**What you will do**:
Please state the number of lines in the entries below where the word "hello" appears. Include nothing else.

(Dataset entries)
#[cfg(test)]
mod tests {
    use super::*;
    use crate::test_helpers::*;
    use pretty_assertions::assert_eq;

    fn table(entries: &[(&str, &str)]) -> Vec<(String, String)> {
        entries
            .iter()
            .map(|(n, p)| (n.to_string(), p.to_string()))
            .collect()
    }

    // =========================================================================
    // Classification rules
    // =========================================================================

    #[test]
    fn top_level_file_is_pages() {
        let t = table(&[("pages", "")]);
        assert_eq!(classify("about.md", &t), "pages");
    }

    #[test]
    fn first_segment_is_fallback_collection() {
        let t = table(&[("pages", "")]);
        assert_eq!(classify("posts/hello.md", &t), "posts");
        assert_eq!(classify("posts/2024/deep/recap.md", &t), "posts");
    }

    #[test]
    fn configured_prefix_wins_over_first_segment() {
        let t = table(&[("pages", ""), ("notes", "journal")]);
        assert_eq!(classify("journal/monday.md", &t), "notes");
    }

    #[test]
    fn first_matching_entry_wins() {
        let t = table(&[("pages", ""), ("wide", "docs"), ("narrow", "docs/api")]);
        assert_eq!(classify("docs/api/index.md", &t), "wide");
    }

    #[test]
    fn prefix_match_respects_directory_boundary() {
        let t = table(&[("pages", ""), ("post", "post")]);
        assert_eq!(classify("posts/hello.md", &t), "posts");
        assert_eq!(classify("post/hello.md", &t), "post");
    }

    #[test]
    fn dot_path_is_skipped() {
        let t = table(&[("pages", ""), ("everything", ".")]);
        assert_eq!(classify("about.md", &t), "pages");
    }

    #[test]
    fn nested_configured_path() {
        let t = table(&[("pages", ""), ("guides", "docs/guides")]);
        assert_eq!(classify("docs/guides/setup.md", &t), "guides");
        assert_eq!(classify("docs/other.md", &t), "docs");
    }

    // =========================================================================
    // Path normalization
    // =========================================================================

    #[test]
    fn normalize_content_relative() {
        assert_eq!(normalize_collection_path("posts", "/site/content", "content"), "posts");
        assert_eq!(normalize_collection_path("/posts/", "/site/content", "content"), "posts");
    }

    #[test]
    fn normalize_strips_project_relative_content_prefix() {
        assert_eq!(
            normalize_collection_path("content/blog", "/site/content", "content"),
            "blog"
        );
    }

    #[test]
    fn normalize_strips_absolute_content_root() {
        assert_eq!(
            normalize_collection_path("/site/content/blog/", "/site/content", "content"),
            "blog"
        );
    }

    #[test]
    fn path_table_starts_with_pages_and_keeps_config_order() {
        let root = Path::new("/site/content");
        let config = config_from_yaml(
            "collections:\n  zeta: {}\n  notes:\n    path: content/journal\n",
        );
        assert_eq!(
            collection_path_table(root, &config).unwrap(),
            table(&[("pages", ""), ("zeta", "zeta"), ("notes", "journal")])
        );
    }

    #[test]
    fn configured_pages_replaces_builtin_entry_in_place() {
        let root = Path::new("/site/content");
        let config = config_from_yaml(
            "collections:\n  posts: {}\n  pages:\n    path: static\n",
        );
        assert_eq!(
            collection_path_table(root, &config).unwrap(),
            table(&[("pages", "static"), ("posts", "posts")])
        );
    }

    #[test]
    fn markdown_extensions() {
        assert!(is_markdown(Path::new("a.md")));
        assert!(is_markdown(Path::new("a.MD")));
        assert!(is_markdown(Path::new("a.markdown")));
        assert!(!is_markdown(Path::new("a.txt")));
        assert!(!is_markdown(Path::new("md")));
    }

    // =========================================================================
    // load_content on the fixture project
    // =========================================================================

    #[test]
    fn fixture_collections_in_discovery_order() {
        let tmp = setup_fixtures();
        let collections = load_content(tmp.path(), &fixture_config(tmp.path())).unwrap();
        assert_eq!(collections.names(), vec!["pages", "notes", "posts", "recipes"]);
    }

    #[test]
    fn fixture_skips_non_markdown() {
        let tmp = setup_fixtures();
        let collections = load_content(tmp.path(), &fixture_config(tmp.path())).unwrap();
        let recipes = find_collection(&collections, "recipes");
        assert_eq!(document_slugs(recipes), vec!["soup"]);
    }

    #[test]
    fn fixture_configured_path_routes_journal_to_notes() {
        let tmp = setup_fixtures();
        let collections = load_content(tmp.path(), &fixture_config(tmp.path())).unwrap();
        let notes = find_collection(&collections, "notes");
        assert_eq!(document_slugs(notes), vec!["monday"]);
        assert!(collections.get("journal").is_none());
    }

    #[test]
    fn fixture_collection_config_is_attached() {
        let tmp = setup_fixtures();
        let collections = load_content(tmp.path(), &fixture_config(tmp.path())).unwrap();
        let posts = find_collection(&collections, "posts");
        assert_eq!(posts.item_layout(), Some("post.html"));
        assert_eq!(posts.config().pagination.per_page, 2);
    }

    // =========================================================================
    // Slugs and dates
    // =========================================================================

    #[test]
    fn slug_from_dated_filename() {
        let tmp = project();
        write(tmp.path(), "content/posts/2024-01-02-hello-world.md", "# Hi\n");
        let collections = load_content(tmp.path(), &SiteConfig::default()).unwrap();
        let doc = find_document(find_collection(&collections, "posts"), "hello-world");
        assert_eq!(
            doc.front_matter()["date"],
            Value::String("2024-01-02T00:00:00+00:00".into())
        );
    }

    #[test]
    fn index_slug_is_kept() {
        let tmp = project();
        write(tmp.path(), "content/index.md", "Welcome");
        let collections = load_content(tmp.path(), &SiteConfig::default()).unwrap();
        let doc = find_document(find_collection(&collections, "pages"), "index");
        assert!(doc.date().is_none());
        assert!(doc.front_matter().get("date").is_none());
    }

    #[test]
    fn explicit_slug_wins() {
        let tmp = project();
        write(
            tmp.path(),
            "content/posts/2024-01-02-hello.md",
            "---\nslug: greetings\n---\nbody\n",
        );
        let collections = load_content(tmp.path(), &SiteConfig::default()).unwrap();
        let posts = find_collection(&collections, "posts");
        assert_eq!(document_slugs(posts), vec!["greetings"]);
    }

    #[test]
    fn numeric_slug_is_stringified() {
        let tmp = project();
        write(tmp.path(), "content/posts/x.md", "---\nslug: 404\n---\n");
        let collections = load_content(tmp.path(), &SiteConfig::default()).unwrap();
        find_document(find_collection(&collections, "posts"), "404");
    }

    #[test]
    fn front_matter_date_beats_filename() {
        let tmp = project();
        write(
            tmp.path(),
            "content/posts/2023-05-01-post.md",
            "---\ndate: 2024-03-01 10:30\n---\nbody\n",
        );
        let collections = load_content(tmp.path(), &SiteConfig::default()).unwrap();
        let doc = find_document(find_collection(&collections, "posts"), "post");
        assert_eq!(
            doc.front_matter()["date"],
            Value::String("2024-03-01T10:30:00+00:00".into())
        );
    }

    #[test]
    fn invalid_front_matter_date_falls_back_to_filename() {
        let tmp = project();
        write(
            tmp.path(),
            "content/posts/2023-05-01-post.md",
            "---\ndate: someday\n---\nbody\n",
        );
        let collections = load_content(tmp.path(), &SiteConfig::default()).unwrap();
        let doc = find_document(find_collection(&collections, "posts"), "post");
        assert_eq!(
            doc.front_matter()["date"],
            Value::String("2023-05-01T00:00:00+00:00".into())
        );
    }

    #[test]
    fn invalid_date_without_filename_prefix_stays_undated() {
        let tmp = project();
        write(tmp.path(), "content/posts/post.md", "---\ndate: someday\n---\n");
        let collections = load_content(tmp.path(), &SiteConfig::default()).unwrap();
        let doc = find_document(find_collection(&collections, "posts"), "post");
        assert!(doc.date().is_none());
        assert_eq!(doc.front_matter()["date"], Value::String("someday".into()));
    }

    #[test]
    fn dated_directory_does_not_date_its_files() {
        let tmp = project();
        write(tmp.path(), "content/2024-01-01-archive/post.md", "body");
        let collections = load_content(tmp.path(), &SiteConfig::default()).unwrap();
        let doc = find_document(find_collection(&collections, "2024-01-01-archive"), "post");
        assert!(doc.date().is_none());
    }

    #[test]
    fn collection_and_slug_are_forced_into_front_matter() {
        let tmp = project();
        write(
            tmp.path(),
            "content/posts/real.md",
            "---\ncollection: fake\ntitle: Real\n---\n",
        );
        let collections = load_content(tmp.path(), &SiteConfig::default()).unwrap();
        let doc = find_document(find_collection(&collections, "posts"), "real");
        assert_eq!(doc.front_matter()["collection"], "posts");
        assert_eq!(doc.front_matter()["slug"], "real");
        assert_eq!(doc.front_matter()["title"], "Real");
    }

    #[test]
    fn body_is_rendered_and_raw_kept() {
        let tmp = project();
        write(tmp.path(), "content/about.md", "---\ntitle: About\n---\n**hi**\n");
        let collections = load_content(tmp.path(), &SiteConfig::default()).unwrap();
        let doc = find_document(find_collection(&collections, "pages"), "about");
        assert_eq!(doc.content_raw(), "**hi**\n");
        assert!(doc.content_html().contains("<strong>hi</strong>"));
    }

    // =========================================================================
    // Errors
    // =========================================================================

    #[test]
    fn missing_content_root_is_error() {
        let tmp = tempfile::TempDir::new().unwrap();
        let result = load_content(tmp.path(), &SiteConfig::default());
        assert!(matches!(result, Err(ScanError::MissingContentRoot(_))));
    }

    #[test]
    fn malformed_front_matter_names_the_file() {
        let tmp = project();
        write(tmp.path(), "content/broken.md", "---\ntitle: [oops\n---\nbody\n");
        let err = load_content(tmp.path(), &SiteConfig::default()).unwrap_err();
        assert!(matches!(err, ScanError::FrontMatter { .. }));
        assert!(err.to_string().contains("broken.md"));
    }

    #[test]
    fn non_utf8_bytes_are_replaced_not_fatal() {
        let tmp = project();
        fs::write(tmp.path().join("content/latin.md"), b"caf\xe9 au lait\n").unwrap();

        let collections = load_content(tmp.path(), &SiteConfig::default()).unwrap();
        let doc = find_document(find_collection(&collections, "pages"), "latin");
        assert_eq!(doc.content_raw(), "caf\u{FFFD} au lait\n");
        assert!(doc.content_html().contains("au lait"));
    }

    #[test]
    fn unreadable_file_is_read_error_naming_the_path() {
        let tmp = project();
        let path = tmp.path().join("content/gone.md");
        let err = load_document(&path, PAGES_COLLECTION).unwrap_err();
        assert!(matches!(err, ScanError::Read { .. }));
        assert!(err.to_string().contains("gone.md"));
    }

    #[cfg(unix)]
    #[test]
    fn unreadable_file_aborts_content_loading() {
        use std::os::unix::fs::PermissionsExt;

        let tmp = project();
        write(tmp.path(), "content/locked.md", "secret");
        let path = tmp.path().join("content/locked.md");
        fs::set_permissions(&path, fs::Permissions::from_mode(0o000)).unwrap();
        // Permission bits do not stop root
        if fs::read(&path).is_ok() {
            return;
        }

        let err = load_content(tmp.path(), &SiteConfig::default()).unwrap_err();
        match &err {
            ScanError::Read { path: failed, .. } => assert_eq!(failed, &path),
            other => panic!("expected Read error, got {other:?}"),
        }
        fs::set_permissions(&path, fs::Permissions::from_mode(0o644)).unwrap();
    }

    #[test]
    fn empty_content_root_has_no_collections() {
        let tmp = project();
        let collections = load_content(tmp.path(), &SiteConfig::default()).unwrap();
        assert!(collections.is_empty());
    }
}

**Solution to this task**:
6